- **PROBLEM TO WORK ON**
When you reach the line containing "the tagged-variant factory" in the entries below, start writing out each line exactly, and stop after the line containing "was created for.".

- **PROVIDED DATA**
pub fn load(path: &Path) -> Result<Option<LogicalIdMap>> {
    if !path.exists() {
        return Ok(None);
    }
    let text = fs::read_to_string(path).map_err(|source| SynthesisError::Io { path: path.to_path_buf(), source })?;
    let map: LogicalIdMap =
        serde_json::from_str(&text).map_err(|err| SynthesisError::Config(format!("malformed logical-id map {}: {err}", path.display())))?;
    map.validate()?;
    Ok(Some(map))
}

pub fn save(path: &Path, map: &LogicalIdMap) -> Result<()> {
    if let Some(parent) = path.parent() {
        fs::create_dir_all(parent).map_err(|source| SynthesisError::Io { path: parent.to_path_buf(), source })?;
    }
    let json = serde_json::to_string_pretty(map).expect("LogicalIdMap always serializes");
    fs::write(path, json).map_err(|source| SynthesisError::Io { path: path.to_path_buf(), source })
}

/// `base36(fold32(constructPath))`, truncated to 8 upper-case characters — a
/// pure function of the path from stack root to construct.
pub fn deterministic_hash(construct_path: &str) -> String {
    let digest = Sha256::digest(construct_path.as_bytes());
    let folded = digest.chunks(4).fold(0u32, |acc, chunk| {
        let mut bytes = [0u8; 4];
        bytes[..chunk.len()].copy_from_slice(chunk);
        acc ^ u32::from_be_bytes(bytes)
    });
    let encoded = base36_encode(folded);
    let padded = format!("{encoded:0>8}");
    padded.chars().take(8).collect::<String>().to_uppercase()
}

fn base36_encode(mut value: u32) -> String {
    const DIGITS: &[u8; 36] = b"0123456789abcdefghijklmnopqrstuvwxyz";
    if value == 0 {
        return "0".to_string();
    }
    let mut out = Vec::new();
    while value > 0 {
        out.push(DIGITS[(value % 36) as usize]);
        value /= 36;
    }
    out.reverse();
    String::from_utf8(out).expect("base36 alphabet is ASCII")
}

/// One resource the Logical-ID Manager considers for preservation (a thin
/// projection of a synthesized `Component`, since the manager never touches
/// the component trait object directly).
#[derive(Clone, Copy)]
pub struct ResourceCandidate<'a> {
    pub component_name: &'a str,
    pub component_type: &'a str,
    pub resource_kind: &'a str,
    pub stateful: bool,
    pub construct_path: &'a str,
}

#[derive(Debug, Clone)]
pub struct ResolvedLogicalId {
    pub component_name: String,
    pub logical_id: String,
    pub strategy: Option<PreservationStrategy>,
    /// Set when this id was preserved not by an exact component-name match
    /// but by matching an unclaimed, same-`resourceType` entry whose
    /// recorded key no longer names a current component — i.e. the
    /// component was renamed, not newly created. Carries the old name.
    pub renamed_from: Option<String>,
}

pub struct LogicalIdManager<'a> {
    existing: Option<&'a LogicalIdMap>,
    service_name: &'a str,
    current_component_names: HashSet<&'a str>,
    claimed: RefCell<HashSet<String>>,
}

impl<'a> LogicalIdManager<'a> {
    pub fn new(existing: Option<&'a LogicalIdMap>, service_name: &'a str, current_component_names: impl IntoIterator<Item = &'a str>) -> Self {
        Self { existing, service_name, current_component_names: current_component_names.into_iter().collect(), claimed: RefCell::new(HashSet::new()) }
    }

    /// Finds the map entry that should preserve this stateful candidate's
    /// logical id: an exact match on the current component name first, and
    /// otherwise the unique, not-yet-claimed entry of the same
    /// `resourceType` whose key no longer names any current component. The
    /// latter is the rename case: `preserve-stateful-resources` must survive
    /// a component rename, not just a same-name re-synthesis.
    fn find_stateful_mapping(&self, candidate: &ResourceCandidate<'_>) -> Option<(&'a str, &'a LogicalIdMapping)> {
        let existing = self.existing?;

        if let Some((key, mapping)) = existing.mappings.get_key_value(candidate.component_name) {
            if mapping.preservation_strategy == PreservationStrategy::PreserveStatefulResources {
                return Some((key.as_str(), mapping));
            }
        }

        let claimed = self.claimed.borrow();
        existing
            .mappings
            .iter()
            .find(|(key, mapping)| {
                mapping.preservation_strategy == PreservationStrategy::PreserveStatefulResources
                    && mapping.resource_type == candidate.component_type
                    && !self.current_component_names.contains(key.as_str())
                    && !claimed.contains(key.as_str())
            })
            .map(|(key, mapping)| (key.as_str(), mapping))
    }

    /// Resolves the logical id for one candidate resource, applying
    /// strategies in priority order.
    pub fn resolve(&self, candidate: &ResourceCandidate<'_>) -> ResolvedLogicalId {
        if candidate.stateful {
            if let Some((matched_key, mapping)) = self.find_stateful_mapping(candidate) {
                self.claimed.borrow_mut().insert(matched_key.to_string());
                let renamed_from = if matched_key == candidate.component_name { None } else { Some(matched_key.to_string()) };
                return ResolvedLogicalId {
                    component_name: candidate.component_name.to_string(),
                    logical_id: mapping.original_id.clone(),
                    strategy: Some(PreservationStrategy::PreserveStatefulResources),
                    renamed_from,
                };
            }
        }

        if candidate.component_type == "lambda-api" {
            let hash = deterministic_hash(candidate.construct_path);
            let logical_id = format!("{}-{}-main-{}", self.service_name, candidate.component_name, hash);
            return ResolvedLogicalId {
                component_name: candidate.component_name.to_string(),
                logical_id,
                strategy: Some(PreservationStrategy::DeterministicLambdaNaming),
                renamed_from: None,
            };
        }

        if candidate.resource_kind == "identity-role" {
            if let Some(existing) = self.existing {
                if let Some(mapping) = existing.mappings.get(&format!("{}-role", candidate.component_name)) {
                    return ResolvedLogicalId {
                        component_name: candidate.component_name.to_string(),
                        logical_id: mapping.original_id.clone(),
                        strategy: Some(PreservationStrategy::PreserveIdentityRoleNames),
                        renamed_from: None,
                    };
                }
            }
            let hash = deterministic_hash(candidate.construct_path);
            return ResolvedLogicalId {
                component_name: candidate.component_name.to_string(),
                logical_id: format!("{}-role-{}", candidate.component_name, hash),
                strategy: Some(PreservationStrategy::PreserveIdentityRoleNames),
                renamed_from: None,
            };
        }

        let hash = deterministic_hash(candidate.construct_path);
        ResolvedLogicalId {
            component_name: candidate.component_name.to_string(),
            logical_id: format!("{}-{}-{}", candidate.component_name, candidate.resource_kind, hash),
            strategy: None,
            renamed_from: None,
        }
    }
}
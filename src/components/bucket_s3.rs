//! `bucket-s3` — stateful; registers capability `bucket:s3`.

use std::collections::BTreeMap;

use serde_json::Value;

use crate::capability::{Capability, ConstructHandle};
use crate::component::Component;
use crate::config_builder::EffectiveConfig;
use crate::context::ComponentContext;
use crate::error::Result;

const MAX_BUCKET_NAME_PREFIX: usize = 63;

#[derive(Debug, Default)]
pub struct BucketS3 {
    constructs: BTreeMap<String, ConstructHandle>,
    capabilities: Vec<Capability>,
}

impl Component for BucketS3 {
    fn component_type(&self) -> &'static str {
        "bucket-s3"
    }

    fn is_stateful(&self) -> bool {
        true
    }

    fn synth(&mut self, ctx: &ComponentContext, config: &EffectiveConfig) -> Result<()> {
        self.constructs.insert("main".to_string(), ctx.scope.child("main").0);

        let value = config.value();
        let versioning = value.get("versioning").and_then(Value::as_bool).unwrap_or(false);

        self.capabilities.push(
            Capability::new("bucket:s3")
                .with("versioning", versioning)
                .with("bucketName", format!("{}-bucket", ctx.scope.0)),
        );
        Ok(())
    }

    fn capabilities(&self) -> &[Capability] {
        &self.capabilities
    }

    fn constructs(&self) -> &BTreeMap<String, ConstructHandle> {
        &self.constructs
    }
}

/// Truncates an overlong `bucketNamePrefix` to S3's 63-character name limit.
pub fn normalise(value: &mut Value) {
    let Some(obj) = value.as_object_mut() else { return };
    if let Some(prefix) = obj.get("bucketNamePrefix").and_then(Value::as_str) {
        if prefix.len() > MAX_BUCKET_NAME_PREFIX {
            let truncated: String = prefix.chars().take(MAX_BUCKET_NAME_PREFIX).collect();
            obj.insert("bucketNamePrefix".into(), Value::String(truncated));
        }
    }
}
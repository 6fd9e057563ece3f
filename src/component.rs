//! The polymorphic component capability set.
//!
//! Resource materialization is a black box behind a `Component` capability
//! set; this module defines that trait plus the tagged-variant factory
//! registry the Resolver Engine instantiates components from. Concrete
//! built-in component kinds live in `components/`.

use std::collections::BTreeMap;

use indexmap::IndexMap;

use crate::capability::{Capability, ConstructHandle};
use crate::config_builder::EffectiveConfig;
use crate::context::ComponentContext;
use crate::error::Result;

/// Polymorphic capability set every component kind implements: `{ synth,
/// getCapabilities, getType, getConstruct(key) }`.
///
/// The natural representation is a tagged-variant registry keyed by `type`
/// with a factory per kind — not deep inheritance — so this is a trait with
/// a small, concrete method set rather than a `BaseComponent` base class.
pub trait Component: Send + Sync {
    /// The component `type` string this instance was created for.
    fn component_type(&self) -> &'static str;

    /// Whether this kind is a stateful resource (storage engines, key
    /// stores, queues with durable state, certificates, secret stores)
    /// and therefore subject to logical-ID preservation.
    fn is_stateful(&self) -> bool;

    /// Synthesizes this component's resources against `config`, registering
    /// constructs and capabilities for later binder use. Must not branch on
    /// `ctx.compliance_framework` directly — only on `config`, which is
    /// already compliance-aware via the 5-layer merge (Open Question 2).
    fn synth(&mut self, ctx: &ComponentContext, config: &EffectiveConfig) -> Result<()>;

    /// Capabilities registered after `synth` has run.
    fn capabilities(&self) -> &[Capability];

    /// Construct handles registered after `synth` has run.
    fn constructs(&self) -> &BTreeMap<String, ConstructHandle>;

    fn construct(&self, key: &str) -> Option<&ConstructHandle> {
        self.constructs().get(key)
    }
}

/// A factory for one component kind, registered under its `type` string.
pub type ComponentFactory = fn() -> Box<dyn Component>;

/// Tagged-variant registry of component factories keyed by `type`.
///
/// `registerComponent(creator)` is `ComponentCatalog::register`; it is an
/// explicit call the orchestrator's caller makes at process start, never a
/// self-initializing `static`.
#[derive(Default)]
pub struct ComponentCatalog {
    factories: IndexMap<String, ComponentFactory>,
}

impl ComponentCatalog {
    pub fn new() -> Self {
        Self::default()
    }

    pub fn register(&mut self, component_type: impl Into<String>, factory: ComponentFactory) {
        self.factories.insert(component_type.into(), factory);
    }

    pub fn known_types(&self) -> impl Iterator<Item = &str> {
        self.factories.keys().map(String::as_str)
    }

    pub fn contains(&self, component_type: &str) -> bool {
        self.factories.contains_key(component_type)
    }

    pub fn create(&self, component_type: &str) -> Option<Box<dyn Component>> {
        self.factories.get(component_type).map(|factory| factory())
    }

    /// The built-in catalog: a small set of concrete component kinds scaled
    /// down to synthesis-only, enough for the Resolver Engine and Binder
    /// Registry to have real pairs to wire.
    pub fn with_builtins() -> Self {
        let mut catalog = Self::new();
        crate::components::register_builtins(&mut catalog);
        catalog
    }
}

#[cfg(test)]
mod tests {
    use super::*;

    #[test]
    fn builtin_catalog_knows_expected_types() {
        let catalog = ComponentCatalog::with_builtins();
        for expected in [
            "lambda-api",
            "db-postgres",
            "queue-sqs",
            "bucket-s3",
            "certificate-manager",
            "sns-topic",
            "key-store",
        ] {
            assert!(catalog.contains(expected), "missing builtin component type {expected}");
        }
    }
}
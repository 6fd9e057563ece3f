//! Terminal synthesis artifacts: the `Plan` resource tree and its side-car
//! `report`.

use indexmap::IndexMap;
use serde::{Deserialize, Serialize};
use serde_json::Value;

use crate::config_builder::PrecedenceEntry;
use crate::diagnostics::Diagnostic;
use crate::logical_id::DriftAnalysis;

/// One synthesized resource entry in the plan.
#[derive(Debug, Clone, Serialize, Deserialize)]
pub struct PlanResource {
    pub component_name: String,
    pub component_type: String,
    pub logical_id: String,
    pub capabilities: Vec<Value>,
    pub construct_paths: IndexMap<String, String>,
}

/// The terminal output of `synthesize`: the resource template tree plus
/// enough metadata to explain any entry without re-running the pipeline.
#[derive(Debug, Clone, Serialize, Deserialize)]
pub struct Plan {
    pub service: String,
    pub environment: String,
    pub compliance_framework: String,
    pub resources: Vec<PlanResource>,
    pub environment_variables: IndexMap<String, IndexMap<String, String>>,
}

impl Plan {
    pub fn resource_count(&self) -> usize {
        self.resources.len()
    }
}

/// `{appliedLogicalIdMappings, driftAnalysis, precedenceChains,
/// diagnostics}`.
#[derive(Debug, Clone, Serialize, Deserialize)]
pub struct SynthesisReport {
    pub applied_logical_id_mappings: IndexMap<String, String>,
    pub drift_analysis: DriftAnalysis,
    pub precedence_chains: IndexMap<String, Vec<PrecedenceEntry>>,
    pub diagnostics: Vec<Diagnostic>,
}

/// `{ plan, report }` — the full return value of `synthesize`.
#[derive(Debug, Clone, Serialize, Deserialize)]
pub struct SynthesisOutcome {
    pub plan: Plan,
    pub report: SynthesisReport,
}
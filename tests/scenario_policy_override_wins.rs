mod support;

use iac_synth::config_builder::LayerId;
use iac_synth::manifest::ManifestSource;
use iac_synth::orchestrator::explain_precedence;

#[test]
fn policy_layer_overrides_a_component_override_under_fedramp_moderate() {
    let scratch = tempfile::tempdir().unwrap();
    let options = support::options(scratch.path());

    let manifest = r#"
service: s
owner: o
complianceFramework: fedramp-moderate
environment: dev
components:
  - name: db
    type: db-postgres
    config:
      encryption: false
"#;

    let trace = explain_precedence(
        "db",
        ManifestSource::Bytes { content: manifest.as_bytes(), label: "inline".into() },
        &options,
    )
    .expect("precedence trace resolves");

    let entry = trace.iter().find(|e| e.path == "$.encryption").expect("encryption leaf traced");
    assert_eq!(entry.layer, LayerId::Policy);
    assert_eq!(entry.value, serde_json::json!(true));
}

- **RESPONSE**
//! set; this module defines that trait plus the tagged-variant factory
//! registry the Resolver Engine instantiates components from. Concrete
//! built-in component kinds live in `components/`.

use std::collections::BTreeMap;

use indexmap::IndexMap;

use crate::capability::{Capability, ConstructHandle};
use crate::config_builder::EffectiveConfig;
use crate::context::ComponentContext;
use crate::error::Result;

/// Polymorphic capability set every component kind implements: `{ synth,
/// getCapabilities, getType, getConstruct(key) }`.
///
/// The natural representation is a tagged-variant registry keyed by `type`
/// with a factory per kind — not deep inheritance — so this is a trait with
/// a small, concrete method set rather than a `BaseComponent` base class.
pub trait Component: Send + Sync {
    /// The component `type` string this instance was created for.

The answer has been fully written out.